O Partido Liberal (PL) suspendeu o pagamento do salário de R$ 42 mil que vinha sendo destinado a Jair Bolsonaro desde que o ex-presidente passou a cumprir, nesta semana, a pena de 27 anos e 3 meses de prisão imposta pelo Supremo Tribunal Federal (STF). A medida decorre diretamente da legislação partidária e eleitoral, que impede dirigentes com direitos políticos suspensos de exercer funções remuneradas na estrutura partidária.
Em comunicado, o PL informou que a suspensão atende ao que determina a lei que rege o funcionamento dos partidos políticos — e a jurisprudência eleitoral aplicada ao caso.
“Infelizmente, por decorrência da lei (Lei 9096/95 – REspEl n° 060026764; AGR-RO 060023248) e em razão da suspensão dos direitos políticos do nosso Presidente de Honra, Jair Bolsonaro, as respectivas atividades partidárias de nosso líder estarão igualmente suspensas, inclusive a sua remuneração, enquanto perdurarem os efeitos do acórdão condenatório na AP 2668.”

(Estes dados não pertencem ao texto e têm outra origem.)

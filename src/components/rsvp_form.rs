//! RSVP Components
//!
//! RSVP button on the home page and the modal form it opens.

use leptos::prelude::*;
use leptos::task::spawn_local;

use super::{FormField, Modal, SubmitMessageBox};
use crate::commands::{self, RsvpArgs, SubmitMessage, RSVP_ERROR_FALLBACK, RSVP_SUCCESS_FALLBACK};
use crate::validation::{Field, FormErrors, RsvpForm};

#[component]
pub fn RsvpBox() -> impl IntoView {
    let (opened, set_opened) = signal(false);
    let close = Callback::new(move |_| set_opened.set(false));

    view! {
        <div class="rsvp-box">
            <button class="rsvp-button" on:click=move |_| set_opened.set(true)>"RSVP"</button>
            <Modal opened=opened title="RSVP" on_close=close>
                <RsvpFormView on_close=close />
            </Modal>
        </div>
    }
}

#[component]
fn RsvpFormView(#[prop(into)] on_close: Callback<()>) -> impl IntoView {
    let first_name = RwSignal::new(String::new());
    let last_name = RwSignal::new(String::new());
    let email = RwSignal::new(String::new());
    let phone = RwSignal::new(String::new());
    let attending = RwSignal::new(None::<bool>);
    let errors = RwSignal::new(FormErrors::new());
    let (loading, set_loading) = signal(false);
    let (message, set_message) = signal(None::<SubmitMessage>);

    let error_for = move |field: Field| Signal::derive(move || errors.get().get(&field).cloned());

    let reset = move || {
        first_name.set(String::new());
        last_name.set(String::new());
        email.set(String::new());
        phone.set(String::new());
        attending.set(None);
        errors.set(FormErrors::new());
    };

    let on_submit = move |ev: web_sys::SubmitEvent| {
        ev.prevent_default();
        if loading.get_untracked() {
            return;
        }
        let form = RsvpForm {
            first_name: first_name.get_untracked(),
            last_name: last_name.get_untracked(),
            email: email.get_untracked(),
            phone: phone.get_untracked(),
            attending: attending.get_untracked(),
        };
        let found = form.validate();
        let valid = found.is_empty();
        errors.set(found);
        if !valid {
            return;
        }

        set_loading.set(true);
        spawn_local(async move {
            let Some(args) = RsvpArgs::from_form(&form) else {
                set_loading.set(false);
                return;
            };
            let result = commands::submit_rsvp(&args).await;
            let outcome = SubmitMessage::from_result(result, RSVP_SUCCESS_FALLBACK, RSVP_ERROR_FALLBACK);
            if outcome.is_success() {
                reset();
            }
            set_message.set(Some(outcome));
            set_loading.set(false);
        });
    };

    view! {
        {move || match message.get() {
            Some(msg) => view! { <SubmitMessageBox message=msg on_close=on_close /> }.into_any(),
            None => view! {
                <form class="rsvp-form" on:submit=on_submit novalidate=true>
                    <FormField label="First Name" value=first_name error=error_for(Field::FirstName) required=true autocomplete="given-name" />
                    <FormField label="Last Name" value=last_name error=error_for(Field::LastName) required=true autocomplete="family-name" />
                    <FormField label="Email" value=email error=error_for(Field::Email) autocomplete="email" input_type="email" />
                    <FormField label="Phone Number" value=phone error=error_for(Field::Phone) autocomplete="tel" input_type="tel" />

                    <fieldset class="attending-group" class:has-error=move || errors.get().contains_key(&Field::Attending)>
                        <label class="radio">
                            <input
                                type="radio"
                                name="attending"
                                prop:checked=move || attending.get() == Some(true)
                                on:change=move |_| attending.set(Some(true))
                            />
                            "I will be attending"
                        </label>
                        <label class="radio">
                            <input
                                type="radio"
                                name="attending"
                                prop:checked=move || attending.get() == Some(false)
                                on:change=move |_| attending.set(Some(false))
                            />
                            "I won't be attending"
                        </label>
                        {move || errors.get().get(&Field::Attending).cloned().map(|msg| view! {
                            <span class="form-error">{msg}</span>
                        })}
                    </fieldset>

                    <div class="form-actions">
                        <button type="submit" class="submit-btn" disabled=move || loading.get()>
                            {move || if loading.get() { "Submitting..." } else { "Submit" }}
                        </button>
                    </div>
                </form>
            }.into_any(),
        }}
    }
}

Com isso, embora Bolsonaro mantenha o título simbólico de presidente de honra, suas atribuições práticas ficam congeladas até nova deliberação judicial.

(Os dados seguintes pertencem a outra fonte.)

//! Repository Layer
//!
//! Data access abstractions and implementations.

mod db;
mod guest_repo;
mod registry_repo;
mod traits;

#[cfg(test)]
mod tests;

pub use db::{init_db, DbState, SharedConnection};
pub use guest_repo::SqliteGuestRepository;
pub use registry_repo::SqliteRegistryRepository;
pub use traits::{GuestRepository, RegistryRepository, Repository};
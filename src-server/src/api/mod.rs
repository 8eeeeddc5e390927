//! API Layer
//!
//! axum router, JSON bodies and the shared handler state.

mod error;
mod handlers;


pub use error::{ApiError, INTERNAL_ERROR_MESSAGE};

use axum::http::{header, HeaderName, Method};
use axum::routing::{get, patch, post};
use axum::Router;
use serde::Serialize;
use std::sync::Arc;
use tower_http::cors::{Any, CorsLayer};
use tower_http::trace::TraceLayer;

use crate::domain::RegistryItem;
use crate::middleware::{RateLimitLayer, RateLimiter};
use crate::service::{RegistryService, RsvpService};

/// `{success, message?, error?}` body of the write endpoints
#[derive(Debug, Clone, PartialEq, Serialize)]
pub struct ApiResponse {
    pub success: bool,
    #[serde(skip_serializing_if = "Option::is_none")]
    pub message: Option<String>,
    #[serde(skip_serializing_if = "Option::is_none")]
    pub error: Option<String>,
}

impl ApiResponse {
    pub fn success(message: impl Into<String>) -> Self {
        Self {
            success: true,
            message: Some(message.into()),
            error: None,
        }
    }

    pub fn failure(message: impl Into<String>) -> Self {
        Self {
            success: false,
            message: Some(message.into()),
            error: None,
        }
    }
}

/// `{success, items?, error?}` body of the registry list
#[derive(Debug, Clone, PartialEq, Serialize)]
pub struct RegistryItemsResponse {
    pub success: bool,
    #[serde(skip_serializing_if = "Option::is_none")]
    pub items: Option<Vec<RegistryItem>>,
    #[serde(skip_serializing_if = "Option::is_none")]
    pub error: Option<String>,
}

impl RegistryItemsResponse {
    pub fn items(items: Vec<RegistryItem>) -> Self {
        Self {
            success: true,
            items: Some(items),
            error: None,
        }
    }

    pub fn error(error: impl Into<String>) -> Self {
        Self {
            success: false,
            items: None,
            error: Some(error.into()),
        }
    }
}

#[derive(Debug, Clone, Serialize)]
pub struct HealthResponse {
    pub status: &'static str,
    pub version: &'static str,
}

/// Services shared by all handlers
#[derive(Clone)]
pub struct AppState {
    pub rsvp: Arc<RsvpService>,
    pub registry: Arc<RegistryService>,
}

fn cors_layer() -> CorsLayer {
    CorsLayer::new()
        .allow_origin(Any)
        .allow_methods([Method::GET, Method::POST, Method::PATCH, Method::OPTIONS])
        .allow_headers([
            header::CONTENT_TYPE,
            HeaderName::from_static(handlers::METHOD_OVERRIDE_HEADER),
        ])
}

/// Build the full application router.
///
/// The `/v1/api` routes are rate limited; `/health` is not. Every response
/// carries the CORS headers.
pub fn router(state: AppState, limiter: Arc<RateLimiter>) -> Router {
    let api = Router::new()
        .route(
            "/v1/api/rsvp",
            patch(handlers::submit_rsvp)
                .post(handlers::submit_rsvp)
                .fallback(handlers::method_not_allowed),
        )
        .route(
            "/v1/api/registry/items",
            get(handlers::list_registry_items).fallback(handlers::method_not_allowed),
        )
        .route(
            "/v1/api/registry/gift",
            post(handlers::record_gift).fallback(handlers::method_not_allowed),
        )
        .layer(RateLimitLayer::new(limiter))
        .with_state(state);

    Router::new()
        .route("/health", get(handlers::health))
        .merge(api)
        .layer(cors_layer())
        .layer(TraceLayer::new_for_http())
}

A decisão ocorre em um momento de forte impacto político interno: o PL vinha sustentando Bolsonaro como figura central do partido, inclusive com papel ativo na orientação política e na mobilização das bases. Com a suspensão obrigatória, a legenda terá de readequar sua estrutura interna e a participação de suas principais lideranças enquanto o caso segue sob consequências jurídicas.